Unser ältester Mitbürger

Einen Tag vor Weihnachten feiert Miesbachs ältester Bürger seinen 102ten Geburtstag. Ein langes Leben, auf das das Geburtstagskind, bei guter geistiger und körperlicher Verfassung, zurückblicken kann.

 

Eine entbehrungsreiche Kindheit

Obwohl er nicht in Miesbach, sondern in der Pfalz das Licht der Welt erblickte, ist unser älteste Mitbürger doch ein waschechter Bayer. Denn als Rudolf Wolf am 23. Dezember 1919 auf die Welt kam, gehörte die schöne Pfalz, heute Teil des Bundeslandes Rheinland-Pfalz, noch zu Bayern!

Im ersten Nachkriegsjahr mitten hinein in eine zerrissene Zeit und in eine wenig begüterte Familie als zweitjüngstes von zehn Kindern geboren, waren die ersten Lebensjahre hart und schwierig, der Hunger ein steter Begleiter und die bitterkalten Winter voller Schrecken. Doch Rudolf, intelligent und strebsam, blühte mit der Einschulung auf. Wissbegierig las er alles, was er in die Hände bekam, und eignete sich nicht nur eine solide Allgemeinbildung, sondern auch lupenreines Hochdeutsch an – die Liebe zur Sprache ist ihm bis heute geblieben, zitiert er doch noch immer bei passender Gelegenheit glasklar Goethe, Schiller und Novalis.

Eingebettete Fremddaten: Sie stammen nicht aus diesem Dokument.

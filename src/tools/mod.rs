//! Dynamic tool system
//!
//! ```text
//! ToolRegistry (name → ToolDescriptor, read-only after startup)
//!   └── ToolDescriptor { schema, tier, timeout, Arc<dyn ToolHandler> }
//!
//! ToolDispatcher::dispatch(call)
//!   lookup → argument check → PermissionGate → slot → handler task
//! ```

mod builtin;
mod dispatcher;
mod registry;
mod types;

pub use builtin::{builtin_tools, read_file, run_cmd, write_file};
pub use dispatcher::{DispatchConfig, DispatchScope, ToolDispatcher};
pub use registry::{load_overrides, ToolOverride, ToolRegistry};
pub use types::{
    handler_fn, truncate_output, ToolCall, ToolCallStatus, ToolContext, ToolDescriptor,
    ToolHandler, ToolOutput, ToolSpec,
};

Auch dass die alte Reichsstadt Annweiler mit der einst so mächtigen Burg, dem Trifels, inmitten der waldreichen und weinseligen Pfalz, eine bewegte Geschichte hinter sich hat, hat Rudolf Wolf schon als Kind interessiert. Schließlich haben es die Geschicke seiner Heimat, aber auch oft vergessene Fakten und vor allem Kuriosa der Weltgeschichte es dem alten Herrn, der heuer am 23. Dezember bei bester Gesundheit seinen 102ten Geburtstag feiert, schon immer angetan. Kein Wunder, dass er immer wieder auf die lange Zeit seines Lebens zurückblickt und sie staunend mit der Regierungszeit der salischen Kaiser vergleicht, die auch nur 101 Jahre lang im Deutschen Reich regierten (1024-1125).

 

Einmal Ostsee und zurück

Nach der Schule, man schrieb das Jahr 1935, schuftete Rudolf Wolf einige Jahre am Bau, ehe er 1940 mit einigen Freunden beschloss, die Heimat zu verlassen, und sich zur Marine meldete. Den Krieg verbrachte er ohne eine einzige Feindberührung und kehrte als einer der ersten schon im Juni 1945 zurück nach Annweiler. Dort blieb er nicht lange alleine, hatte er doch zu Weihnachten 1943 seine zukünftige Frau kennengelernt. Die tüchtige und pragmatische Erika, damals Funkerin und wie er im estnischen Reval (Tallinn) stationiert, war ein Glücksgriff. Man heiratete 1946 und Erika brachte nicht nur die beiden Kinder Jutta (1948) und Hartmut (1950) zur Welt, sondern liebte Häuslichkeit und familiäres Glück ebenso wie er. Gemeinsam entdeckten sie die Welt der Oper und Rudolf ist bis heute ein glühender Verehrer der unerreichten Maria Callas.

 

Immer wieder nach Bayern

Beruflich gelang es Rudolf, eine Anstellung in der ortansässigen Fabrik STABILA Messgeräte zu bekommen, die er bis zu seiner Pensionierung 1980 innehatte und so ein solides Fundament schuf, auf dem die Familie sich entwickeln konnte. Gut gefiel ihm auch, dass seine Frau auf die Idee kam, das Haus zu einer kleinen Pension Garni auszubauen – die vergnügten Abende mit den langjährigen Stammgästen auf der Terrasse sind ihm unvergessen. In dieser Zeit, seinen mittleren Jahren, ging Rudolf mit seiner Erika gerne auf Reisen. Ziele waren oft Paris und Burgund, wo Tochter Jutta mit ihrer Familie lebte, die wechselnden Dienstsitze seines Sohnes und neben Ungarn und der Schweiz auch die Alpenregion. Gerade den Tegernsee, Berchtesgaden und das Allgäu hat er immer geliebt.

 

Am Ball bleiben!

Was im Gespräch mit dem überaus rüstigen Rentner sofort auffällt, ist sein phänomenales Gedächtnis. Er hat die Einzelheiten der Reisen und Strecken im Kopf, sowie die Lebensdaten der großen Herrscher oder der Film- und Opernstars seiner Zeit… Den hellwachen Verstand und das blitzschnelle Kombinieren trainiert er übrigens bis heute gerne beim Kreuzworträtseln. Nicht einmal eine Brille braucht er! Nur das Hören fällt schwer und nach einem Oberschenkelhalsbruch vor 11 Jahren auch das Gehen.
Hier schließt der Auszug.